Clark Closes Double
Agent William Clark, at William Clark Associates, just closed two notable deals. In the first, he sold U.S. and Canadian rights to Jake Adelstein’s nonfiction book The Last Yakuza: A Life in the Japanese Underground to Tim O’Connell at Pantheon. (Adelstein’s first book, 2010’s Tokyo Vice, is also with Pantheon.) The author is a journalist who grew up in the Midwest before moving to Japan, where he began covering crime for a Japanese paper. The first American to work that beat, Adelstein, who was recently profiled in the New Yorker, has emerged as one of the foremost authorities on organized crime in Japan. The new book, about a former gang boss, is, as Clark explained, “a singular, in-depth, occasionally funny, often dark, but nonetheless inspiring, tale.” A U.K. auction for the book was in progress at press time.

Clark also sold Anne Somerset’s Queen Anne: The Politics of Passion to Vicky Wilson at Knopf. Wilson took U.S. rights in the deal, which Clark brokered in collaboration with Ed Victor. The biography of the 18th-century British monarch delivers a different view of the figure who, Clark noted, has historically been depicted as “a weak ruler.” Somerset, who Clark said relied on a number of unpublished sources, instead offers a picture of “a woman whose unshakable commitment to duty enabled her to overcome private tragedy and painful disabilities, setting her kingdom on the path to greatness.” The book was published earlier this year in the U.K. by HarperCollins.

47 North Sinks Its Teeth into Cameron
Josh Getzler, at Hannigan Salky Getzler, closed a three-book deal for multi-Edgar nominee Dana Cameron with David Pomerico at Amazon’s 47 North imprint.
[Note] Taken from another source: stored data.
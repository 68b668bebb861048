//! Services module for business logic
//!
//! This module contains service implementations that coordinate
//! between adapters, storage, and commands.

pub mod digest;
pub mod impact;
pub mod paper_filter;

pub use impact::{ImpactAssessment, ImpactScorer, ScoredPaper};
pub use paper_filter::{filter_excluded_terms, FilterOutcome};
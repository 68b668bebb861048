//! Storage module for the journal metric cache
//!
//! This module provides:
//! - Database connection management
//! - The journal repository over a borrowed connection
//! - `JournalStore`, which opens a connection per operation

pub mod db;
pub mod journal_repo;

pub use db::{open_database, Database, DatabaseError};
pub use journal_repo::{normalize_name, JournalRepo};

use std::path::{Path, PathBuf};

use crate::models::journal::{Journal, NewJournal};

/// Durable journal metric store located at a file path.
///
/// Each operation opens its own connection and closes it when the operation
/// returns, so no transaction ever spans two operations.
#[derive(Debug, Clone)]
pub struct JournalStore {
    path: PathBuf,
}

impl JournalStore {
    /// Open the store, creating the database file and schema if missing.
    pub fn open(path: impl AsRef<Path>) -> Result<Self, DatabaseError> {
        let path = path.as_ref().to_path_buf();
        open_database(&path)?;
        Ok(Self { path })
    }

    pub fn path(&self) -> &Path {
        &self.path
    }

    fn with_repo<T>(
        &self,
        operation: impl FnOnce(&JournalRepo<'_>) -> Result<T, DatabaseError>,
    ) -> Result<T, DatabaseError> {
        let db = open_database(&self.path)?;
        let repo = JournalRepo::new(&db.conn);
        operation(&repo)
    }

    pub fn upsert(&self, journal: &NewJournal) -> Result<Journal, DatabaseError> {
        self.with_repo(|repo| repo.upsert(journal))
    }

    pub fn lookup_by_identifier(&self, id: Option<&str>) -> Result<Option<Journal>, DatabaseError> {
        if id.map_or(true, str::is_empty) {
            return Ok(None);
        }
        self.with_repo(|repo| repo.get_by_identifier(id))
    }

    pub fn lookup_by_name(&self, name: &str) -> Result<Option<Journal>, DatabaseError> {
        if name.is_empty() {
            return Ok(None);
        }
        self.with_repo(|repo| repo.get_by_name(name))
    }

    pub fn count(&self) -> Result<usize, DatabaseError> {
        self.with_repo(|repo| repo.count())
    }
}
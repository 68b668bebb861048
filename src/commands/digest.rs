//! The `digest` command: top-cited papers for a query followed by recent
//! papers per keyword.

use anyhow::{Context, Result};
use chrono::NaiveDate;
use std::io::Write;
use tracing::warn;

use crate::adapters::semantic_scholar::{DateRange, SemanticScholarClient};
use crate::services::digest::{
    recent_by_keywords, top_cited, RecentRequest, TopCitedRequest, DAYS_PER_MONTH,
};
use crate::services::impact::ImpactScorer;
use crate::storage::JournalStore;
use crate::utils::format::format_scored_paper;

#[derive(Debug, Clone)]
pub struct DigestOptions {
    pub query: String,
    pub keywords: Vec<String>,
    pub exclude_terms: Vec<String>,
    pub days_back: u32,
    pub months_back: u32,
    pub top_n: usize,
    pub max_results_per_keyword: usize,
    pub max_fetch_top_cited: usize,
    pub display_limit: usize,
    pub fields: Option<String>,
    pub sort_by_impact: bool,
    pub show_impact: bool,
}

impl DigestOptions {
    fn top_cited_request(&self, today: NaiveDate) -> Result<TopCitedRequest> {
        let date_range = self
            .months_back
            .checked_mul(DAYS_PER_MONTH)
            .and_then(|days| DateRange::days_back(today, days))
            .with_context(|| format!("--months-back {} is out of range", self.months_back))?;
        Ok(TopCitedRequest {
            query: self.query.clone(),
            date_range,
            top_n: self.top_n,
            fields: self.fields.clone(),
            max_fetch: self.max_fetch_top_cited,
            exclude_terms: self.exclude_terms.clone(),
        })
    }

    fn recent_request(&self, today: NaiveDate) -> Result<RecentRequest> {
        let date_range = DateRange::days_back(today, self.days_back)
            .with_context(|| format!("--days-back {} is out of range", self.days_back))?;
        Ok(RecentRequest {
            keywords: self.keywords.clone(),
            date_range,
            fields: self.fields.clone(),
            max_results_per_keyword: self.max_results_per_keyword,
            exclude_terms: self.exclude_terms.clone(),
            sort_by_impact: self.sort_by_impact,
            score_impact: self.show_impact,
        })
    }

    fn needs_store(&self) -> bool {
        self.sort_by_impact || self.show_impact
    }
}

/// Open the journal store if the options need one. A store that cannot be
/// opened disables impact features instead of failing the digest.
pub fn open_store_for(options: &DigestOptions, store_path: &std::path::Path) -> Option<JournalStore> {
    if !options.needs_store() {
        return None;
    }
    match JournalStore::open(store_path) {
        Ok(store) => Some(store),
        Err(e) => {
            warn!("Journal store unavailable, impact ranking disabled: {}", e);
            None
        }
    }
}

pub async fn run_digest(
    client: &mut SemanticScholarClient,
    store: Option<&JournalStore>,
    options: &DigestOptions,
    today: NaiveDate,
    out: &mut impl Write,
) -> Result<()> {
    let exclude = if options.exclude_terms.is_empty() {
        "None".to_string()
    } else {
        options.exclude_terms.join("/")
    };
    let top_request = options.top_cited_request(today)?;
    let recent_request = options.recent_request(today)?;

    writeln!(
        out,
        "--- Top {} Most Cited {} Papers (Last {} Months, Excluding {}) ---",
        options.top_n, options.query, options.months_back, exclude
    )?;

    let top = top_cited(client, &top_request).await?;
    let scorer = store.filter(|_| options.show_impact).map(ImpactScorer::new);

    for (i, paper) in top.iter().enumerate() {
        let impact = scorer.as_ref().and_then(|s| match s.assess(paper) {
            Ok(impact) => Some(impact),
            Err(e) => {
                warn!("Impact lookup failed: {}", e);
                None
            }
        });
        writeln!(out, "\n{}. {}", i + 1, format_scored_paper(paper, impact.as_ref()))?;
        writeln!(out, "{}", "-".repeat(80))?;
    }

    writeln!(out, "\n{}", "=".repeat(80))?;

    let recent = recent_by_keywords(client, store, &recent_request).await?;
    for results in &recent {
        writeln!(
            out,
            "\nFound {} recent papers for '{}' (after exclusions)",
            results.papers.len(),
            results.keyword
        )?;
        for (i, scored) in results.papers.iter().take(options.display_limit).enumerate() {
            let impact = scored.impact.as_ref().filter(|_| options.show_impact);
            writeln!(out, "\n{}. {}", i + 1, format_scored_paper(&scored.paper, impact))?;
            writeln!(out, "{}", "-".repeat(60))?;
        }
    }

    Ok(())
}
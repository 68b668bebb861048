//! Journal repository for database operations on journal metrics

use once_cell::sync::Lazy;
use regex::Regex;
use rusqlite::{params, Connection, OptionalExtension, Row};

use super::DatabaseError;
use crate::models::journal::{Journal, NewJournal};

static NON_WORD: Lazy<Regex> = Lazy::new(|| Regex::new(r"[^\w\s]").unwrap());
static WHITESPACE: Lazy<Regex> = Lazy::new(|| Regex::new(r"\s+").unwrap());

const JOURNAL_COLUMNS: &str = "issn_l, display_name, issn_print, issn_online, impact_factor, works_count, cited_by_count, h_index";

/// Lowercase a journal name, turn punctuation into spaces and collapse runs
/// of whitespace.
///
/// Case folding is ASCII-only to agree with SQLite's `LOWER()`.
pub fn normalize_name(name: &str) -> String {
    let lowered = name.to_ascii_lowercase();
    let spaced = NON_WORD.replace_all(&lowered, " ");
    WHITESPACE.replace_all(spaced.trim(), " ").into_owned()
}

/// Repository for Journal operations
pub struct JournalRepo<'a> {
    conn: &'a Connection,
}

impl<'a> JournalRepo<'a> {
    pub fn new(conn: &'a Connection) -> Self {
        Self { conn }
    }

    /// Insert or fully replace the journal keyed by `issn_l`.
    ///
    /// The impact factor is derived from the counts on every write.
    pub fn upsert(&self, journal: &NewJournal) -> Result<Journal, DatabaseError> {
        if journal.issn_l.trim().is_empty() {
            return Err(DatabaseError::InvalidRecord(
                "journal is missing its linking ISSN".to_string(),
            ));
        }

        let record = Journal::from_new(journal);
        self.conn.execute(
            "INSERT OR REPLACE INTO journals (
                issn_l, display_name, issn_print, issn_online,
                impact_factor, works_count, cited_by_count, h_index
            ) VALUES (?, ?, ?, ?, ?, ?, ?, ?)",
            params![
                record.issn_l,
                record.display_name,
                record.issn_print,
                record.issn_online,
                record.impact_factor,
                record.works_count,
                record.cited_by_count,
                record.h_index,
            ],
        )?;
        Ok(record)
    }

    /// Find a journal by its linking, print or online ISSN.
    ///
    /// A match on the linking ISSN wins over an alternate-key match.
    pub fn get_by_identifier(&self, id: Option<&str>) -> Result<Option<Journal>, DatabaseError> {
        let id = match id {
            Some(id) if !id.is_empty() => id,
            _ => return Ok(None),
        };

        let sql = format!(
            "SELECT {} FROM journals
             WHERE issn_l = ?1 OR issn_print = ?1 OR issn_online = ?1
             ORDER BY issn_l = ?1 DESC
             LIMIT 1",
            JOURNAL_COLUMNS
        );
        let journal = self
            .conn
            .query_row(&sql, [id], |row| self.row_to_journal(row))
            .optional()?;
        Ok(journal)
    }

    /// Find a journal by display name.
    ///
    /// An exact match ignoring ASCII case is preferred. Otherwise the journal
    /// with the highest impact factor whose name contains the normalized
    /// form of `name` is returned. Non-ASCII letters compare as-is, since
    /// SQLite's `LOWER()` leaves them untouched.
    pub fn get_by_name(&self, name: &str) -> Result<Option<Journal>, DatabaseError> {
        if name.is_empty() {
            return Ok(None);
        }

        let exact_sql = format!(
            "SELECT {} FROM journals WHERE LOWER(display_name) = ?1 ORDER BY issn_l LIMIT 1",
            JOURNAL_COLUMNS
        );
        let exact = self
            .conn
            .query_row(&exact_sql, [name.to_ascii_lowercase()], |row| {
                self.row_to_journal(row)
            })
            .optional()?;
        if exact.is_some() {
            return Ok(exact);
        }

        let normalized = normalize_name(name);
        if normalized.is_empty() {
            return Ok(None);
        }

        let partial_sql = format!(
            "SELECT {} FROM journals
             WHERE instr(LOWER(display_name), ?1) > 0
             ORDER BY impact_factor DESC, issn_l ASC
             LIMIT 1",
            JOURNAL_COLUMNS
        );
        let partial = self
            .conn
            .query_row(&partial_sql, [normalized], |row| self.row_to_journal(row))
            .optional()?;
        Ok(partial)
    }

    pub fn count(&self) -> Result<usize, DatabaseError> {
        let count: i64 = self
            .conn
            .query_row("SELECT COUNT(*) FROM journals", [], |row| row.get(0))?;
        Ok(count as usize)
    }

    fn row_to_journal(&self, row: &Row) -> rusqlite::Result<Journal> {
        Ok(Journal {
            issn_l: row.get(0)?,
            display_name: row.get(1)?,
            issn_print: row.get(2)?,
            issn_online: row.get(3)?,
            impact_factor: row.get(4)?,
            works_count: row.get(5)?,
            cited_by_count: row.get(6)?,
            h_index: row.get(7)?,
        })
    }
}
use serde::{Deserialize, Serialize};

/// Publication window used to turn citations-per-paper into a yearly rate.
pub const YEARS_ACTIVE: u32 = 5;

/// Journal statistics as supplied by the bulk population source.
///
/// Carries no impact factor; it is derived from the counts when the record
/// is written.
#[derive(Debug, Clone, Default, Serialize, Deserialize, PartialEq)]
pub struct NewJournal {
    pub issn_l: String,
    pub display_name: Option<String>,
    pub issn_print: Option<String>,
    pub issn_online: Option<String>,
    pub works_count: i64,
    pub cited_by_count: i64,
    pub h_index: i64,
}

/// A stored journal metric record.
#[derive(Debug, Clone, Serialize, Deserialize, PartialEq)]
pub struct Journal {
    pub issn_l: String,
    pub display_name: Option<String>,
    pub issn_print: Option<String>,
    pub issn_online: Option<String>,
    pub impact_factor: f64,
    pub works_count: i64,
    pub cited_by_count: i64,
    pub h_index: i64,
}

impl Journal {
    pub fn from_new(journal: &NewJournal) -> Self {
        Self {
            issn_l: journal.issn_l.clone(),
            display_name: journal.display_name.clone(),
            issn_print: journal.issn_print.clone(),
            issn_online: journal.issn_online.clone(),
            impact_factor: calculate_impact_factor(
                journal.cited_by_count,
                journal.works_count,
                YEARS_ACTIVE,
            ),
            works_count: journal.works_count,
            cited_by_count: journal.cited_by_count,
            h_index: journal.h_index,
        }
    }

    pub fn name(&self) -> &str {
        self.display_name.as_deref().unwrap_or(&self.issn_l)
    }
}

/// Average citations per paper per active year, rounded to three decimals.
///
/// Zero (or negative) works or years yield 0.0.
pub fn calculate_impact_factor(cited_by_count: i64, works_count: i64, years_active: u32) -> f64 {
    if works_count <= 0 || years_active == 0 {
        return 0.0;
    }
    let per_paper = cited_by_count as f64 / works_count as f64;
    let per_year = per_paper / years_active as f64;
    (per_year * 1000.0).round() / 1000.0
}
pub mod journal;
pub mod paper;
pub mod settings;

pub use journal::*;
pub use paper::*;
pub use settings::Settings;
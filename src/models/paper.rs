use serde::{Deserialize, Serialize};
use serde_json::Value;
use std::collections::HashMap;

#[derive(Debug, Clone, Serialize, Deserialize, PartialEq)]
pub struct Author {
    #[serde(rename = "authorId")]
    pub author_id: Option<String>,
    pub name: Option<String>,
}

#[derive(Debug, Clone, Serialize, Deserialize, PartialEq)]
pub struct Tldr {
    pub text: Option<String>,
}

/// A paper as returned by the Semantic Scholar graph API.
///
/// Every field except the id is optional upstream, and the search endpoint
/// only returns the fields that were requested.
#[derive(Debug, Clone, Default, Serialize, Deserialize, PartialEq)]
pub struct Paper {
    #[serde(rename = "paperId")]
    pub paper_id: Option<String>,
    pub title: Option<String>,
    #[serde(default, deserialize_with = "null_as_default")]
    pub authors: Vec<Author>,
    #[serde(rename = "citationCount")]
    pub citation_count: Option<u64>,
    #[serde(rename = "publicationDate")]
    pub publication_date: Option<String>,
    pub year: Option<i32>,
    pub venue: Option<String>,
    #[serde(rename = "externalIds", default, deserialize_with = "null_as_default")]
    pub external_ids: HashMap<String, Value>,
    pub r#abstract: Option<String>,
    pub tldr: Option<Tldr>,
}

impl Paper {
    /// Look up an external identifier, accepting string or numeric values.
    /// Arrays yield their first string element.
    pub fn external_id(&self, scheme: &str) -> Option<String> {
        match self.external_ids.get(scheme)? {
            Value::String(s) if !s.trim().is_empty() => Some(s.trim().to_string()),
            Value::Number(n) => Some(n.to_string()),
            Value::Array(items) => items
                .iter()
                .filter_map(Value::as_str)
                .find(|s| !s.trim().is_empty())
                .map(|s| s.trim().to_string()),
            _ => None,
        }
    }

    pub fn doi(&self) -> Option<String> {
        self.external_id("DOI")
    }

    /// ISSN from the identifier mapping, checking `ISSN` then `issn`.
    pub fn issn(&self) -> Option<String> {
        self.external_id("ISSN").or_else(|| self.external_id("issn"))
    }

    pub fn author_names(&self) -> Vec<String> {
        self.authors
            .iter()
            .map(|a| a.name.clone().unwrap_or_else(|| "Unknown".to_string()))
            .collect()
    }

    pub fn tldr_text(&self) -> Option<&str> {
        self.tldr.as_ref().and_then(|t| t.text.as_deref())
    }
}

/// One page of `paper/search` results.
#[derive(Debug, Clone, Default, Deserialize)]
pub struct SearchPage {
    #[serde(default, deserialize_with = "null_as_default")]
    pub data: Vec<Paper>,
    pub total: Option<u64>,
    pub offset: Option<u64>,
    pub next: Option<u64>,
}

fn null_as_default<'de, D, T>(deserializer: D) -> Result<T, D::Error>
where
    D: serde::Deserializer<'de>,
    T: Default + Deserialize<'de>,
{
    Ok(Option::<T>::deserialize(deserializer)?.unwrap_or_default())
}
//! Database connection management

use rusqlite::Connection;
use std::fs;
use std::path::{Path, PathBuf};
use tracing::debug;

/// Database error type
#[derive(Debug, thiserror::Error)]
pub enum DatabaseError {
    #[error("Connection failed: {0}")]
    ConnectionFailed(String),
    #[error("Schema setup failed: {0}")]
    SchemaFailed(String),
    #[error("Query failed: {0}")]
    QueryFailed(String),
    #[error("Invalid record: {0}")]
    InvalidRecord(String),
}

impl From<rusqlite::Error> for DatabaseError {
    fn from(err: rusqlite::Error) -> Self {
        DatabaseError::QueryFailed(err.to_string())
    }
}

/// Wrapper around SQLite connection
///
/// Dropping the value closes the connection.
pub struct Database {
    pub conn: Connection,
    pub path: PathBuf,
}

/// Open or create the journal database at `path`, creating parent
/// directories and the schema as needed.
pub fn open_database(path: &Path) -> Result<Database, DatabaseError> {
    if let Some(parent) = path.parent() {
        if !parent.as_os_str().is_empty() {
            fs::create_dir_all(parent).map_err(|e| {
                DatabaseError::ConnectionFailed(format!(
                    "Failed to create directory {:?}: {}",
                    parent, e
                ))
            })?;
        }
    }

    debug!("Opening database at {:?}", path);

    let conn =
        Connection::open(path).map_err(|e| DatabaseError::ConnectionFailed(e.to_string()))?;

    init_schema(&conn)?;

    Ok(Database {
        conn,
        path: path.to_path_buf(),
    })
}

fn init_schema(conn: &Connection) -> Result<(), DatabaseError> {
    conn.execute_batch(include_str!("schema.sql"))
        .map_err(|e| DatabaseError::SchemaFailed(format!("Failed to create schema: {}", e)))
}

#[cfg(test)]
mod tests {
    use super::*;
    use tempfile::tempdir;

    #[test]
    fn test_open_new_database() {
        let dir = tempdir().unwrap();
        let path = dir.path().join("nested").join("journals.db");
        let result = open_database(&path);
        assert!(result.is_ok());
        assert!(path.exists());
    }

    #[test]
    fn test_schema_is_idempotent() {
        let dir = tempdir().unwrap();
        let path = dir.path().join("journals.db");

        let db = open_database(&path).unwrap();
        db.conn
            .execute(
                "INSERT INTO journals (issn_l, display_name) VALUES ('1234-5678', 'Test')",
                [],
            )
            .unwrap();
        drop(db);

        let db = open_database(&path).unwrap();
        let count: i64 = db
            .conn
            .query_row("SELECT COUNT(*) FROM journals", [], |row| row.get(0))
            .unwrap();
        assert_eq!(count, 1);
    }
}
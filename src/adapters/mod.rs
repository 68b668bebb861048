//! External service adapters
//!
//! This module contains adapters for external services and APIs:
//! - Semantic Scholar: paginated, rate-limited paper search and detail lookup
//! - OpenAlex: bulk journal statistics for the local metric cache

pub mod openalex;
pub mod semantic_scholar;

// Re-export commonly used types
pub use openalex::OpenAlexClient;
pub use semantic_scholar::{ClientConfig, DateRange, SemanticScholarClient};
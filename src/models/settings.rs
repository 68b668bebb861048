use serde::{Deserialize, Serialize};
use std::path::PathBuf;
use std::time::Duration;

use crate::adapters::semantic_scholar::{ClientConfig, DEFAULT_BASE_URL};
use crate::adapters::openalex::OPENALEX_BASE_URL;
use crate::utils::http::RetryConfig;

/// Name of the per-user data directory.
pub const APP_DIR: &str = "scholar-digest";

#[derive(Debug, Clone, Serialize, Deserialize, PartialEq)]
#[serde(default)]
pub struct Settings {
    pub journal_db_path: Option<PathBuf>,
    pub semantic_scholar_base_url: String,
    pub openalex_base_url: String,
    pub request_interval_ms: u64,
    pub max_attempts: u32,
    pub initial_backoff_ms: u64,
    pub pagination_pause_ms: u64,
    pub request_timeout_secs: u64,
}

impl Default for Settings {
    fn default() -> Self {
        Self {
            journal_db_path: None,
            semantic_scholar_base_url: DEFAULT_BASE_URL.to_string(),
            openalex_base_url: OPENALEX_BASE_URL.to_string(),
            request_interval_ms: 1100,
            max_attempts: 3,
            initial_backoff_ms: 5000,
            pagination_pause_ms: 5000,
            request_timeout_secs: 30,
        }
    }
}

impl Settings {
    /// Journal database location, defaulting to the user data directory.
    pub fn journal_db_path(&self) -> PathBuf {
        if let Some(path) = &self.journal_db_path {
            return path.clone();
        }
        dirs::data_dir()
            .map(|dir| dir.join(APP_DIR))
            .unwrap_or_else(|| PathBuf::from("."))
            .join("journal_impact.db")
    }

    pub fn client_config(&self) -> ClientConfig {
        ClientConfig {
            base_url: self.semantic_scholar_base_url.clone(),
            min_interval: Duration::from_millis(self.request_interval_ms),
            retry: RetryConfig {
                max_attempts: self.max_attempts,
                initial_backoff: Duration::from_millis(self.initial_backoff_ms),
                ..RetryConfig::default()
            },
            pagination_pause: Duration::from_millis(self.pagination_pause_ms),
            timeout: Duration::from_secs(self.request_timeout_secs),
            ..ClientConfig::default()
        }
    }
}
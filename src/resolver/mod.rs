//! Track resolution: mapping candidates to playable references.
//!
//! # Architecture
//!
//! - [`SearchProvider`] - async trait for "query → top hit" collaborators
//! - [`DetailProvider`] - optional async trait for "id → duration" lookups
//! - [`TrackResolver`] - bounded, failure-isolated resolution of a whole list
//! - [`YouTubeClient`] - YouTube Data API v3 implementation of both traits
//! - [`FallbackOnlySearch`] - search that never finds anything (offline runs)
//!
//! A candidate is never dropped here. Zero results, errors, timeouts and
//! panicking lookups all produce a fallback track whose URL is a search
//! results link for the same query.
//!
//! # Example
//!
//! ```no_run
//! use std::sync::Arc;
//! use tracklist_core::resolver::{ResolverOptions, TrackResolver, YouTubeClient};
//!
//! # fn example() -> Result<(), Box<dyn std::error::Error>> {
//! let youtube = Arc::new(YouTubeClient::new("my-api-key")?);
//! let resolver = TrackResolver::new(youtube.clone(), Some(youtube), ResolverOptions::default());
//! # let _ = resolver;
//! # Ok(())
//! # }
//! ```

mod error;
mod http_client;
mod pool;
mod youtube;

pub use error::ResolveError;
pub use http_client::{
    DEFAULT_CONNECT_TIMEOUT, DEFAULT_READ_TIMEOUT, HttpTimeouts, build_http_client,
};
pub use pool::{
    DEFAULT_PER_CALL_TIMEOUT, DEFAULT_RESOLUTION_CONCURRENCY, MAX_RESOLUTION_CONCURRENCY,
    ResolutionOutcome, ResolverOptions, TrackResolver,
};
pub use youtube::{YouTubeClient, parse_iso8601_duration};

use async_trait::async_trait;

/// Search-results page used when a track cannot be resolved; the encoded
/// query is appended.
pub const DEFAULT_FALLBACK_SEARCH_URL: &str = "https://www.youtube.com/results?search_query=";

/// Top hit returned by a search collaborator.
#[derive(Debug, Clone, PartialEq, Eq)]
pub struct SearchHit {
    pub external_id: String,
    pub canonical_url: String,
    pub thumbnail_url: Option<String>,
    /// Title of the matched item, used for [`VideoKind`](crate::model::VideoKind) classification.
    pub title: Option<String>,
}

/// Extra facts about a hit.
#[derive(Debug, Clone, Copy, Default, PartialEq, Eq)]
pub struct TrackDetails {
    pub duration_seconds: Option<u32>,
}

/// Looks up the single best match for a free-text query.
///
/// # Object Safety
///
/// Uses `async_trait` so the pipeline can hold `Arc<dyn SearchProvider>`.
#[async_trait]
pub trait SearchProvider: Send + Sync {
    /// Returns the collaborator's name for logs.
    fn name(&self) -> &str;

    /// Returns the top hit, or `None` when nothing matched.
    async fn search(&self, query: &str) -> Result<Option<SearchHit>, ResolveError>;
}

/// Fetches details for a previously found hit.
#[async_trait]
pub trait DetailProvider: Send + Sync {
    /// Returns the collaborator's name for logs.
    fn name(&self) -> &str;

    async fn details(&self, external_id: &str) -> Result<TrackDetails, ResolveError>;
}

/// Search collaborator that never matches; every track becomes a fallback.
#[derive(Debug, Clone, Copy, Default)]
pub struct FallbackOnlySearch;

#[async_trait]
impl SearchProvider for FallbackOnlySearch {
    fn name(&self) -> &'static str {
        "fallback-only"
    }

    async fn search(&self, _query: &str) -> Result<Option<SearchHit>, ResolveError> {
        Ok(None)
    }
}

/// Builds the deterministic fallback link for `query`.
#[must_use]
pub fn fallback_search_link(base_url: &str, query: &str) -> String {
    format!("{base_url}{}", urlencoding::encode(query))
}

#[cfg(test)]
#[allow(clippy::unwrap_used)]
mod tests {
    use super::*;

    #[test]
    fn test_fallback_search_link_encodes_query() {
        assert_eq!(
            fallback_search_link(DEFAULT_FALLBACK_SEARCH_URL, "Daft Punk Veridis Quo"),
            "https://www.youtube.com/results?search_query=Daft%20Punk%20Veridis%20Quo"
        );
        assert_eq!(
            fallback_search_link("https://x.test/?q=", "AC/DC & Co"),
            "https://x.test/?q=AC%2FDC%20%26%20Co"
        );
    }

    #[tokio::test]
    async fn test_fallback_only_search_never_matches() {
        let search = FallbackOnlySearch;
        assert_eq!(search.name(), "fallback-only");
        assert!(search.search("anything").await.unwrap().is_none());
    }
}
Pomerico took world rights—Getzler is holding onto film rights. The deal will launch a new series set in a world known as the Fangborn, where people turn into creatures like vampires and werewolves. (Getzler said he pitched it as “Dan Brown with fangs.”) The heroine is an archeologist named Zoe Miller who, Getzler said, has a “dark side” that is “clearly something more.” The first book is called Seven Kinds of Hell, and 47 North has the title scheduled for March 2013. Also, as part of the deal, Cameron, who has written myriad short stories for mystery magazines and book collections (and who also wrote the Emma Fielding mystery series for Avon from 2001 through 2006), will release three stories featuring Zoe Miller. Getzler said the stories will run about 10,000 words and will “round out the Fangborn backstory and other characters”; they will be published each fall, with the first appearing in September 2013.

Page to Stage
Meg Federico’s 2009 memoir, Welcome to the Departure Lounge, may be headed to the Great White Way. Random House foreign rights director Denise Cronin, working on behalf of Canadian agent Carolyn Swayze of Carolyn Swayze Literary, sold the stage adaptation rights to producers Jean Cheever and Tom Polum. (The pair recently mounted the musical The Toxic Avenger at Houston’s Alley Theater.) In the book, which RH published in the States, Federico, a journalist, chronicles caring for her aging and eccentric mother, as well as her mother’s boyfriend, who has Alzheimer’s. PW gave the book a starred review, calling it “by turns sad and terribly funny.”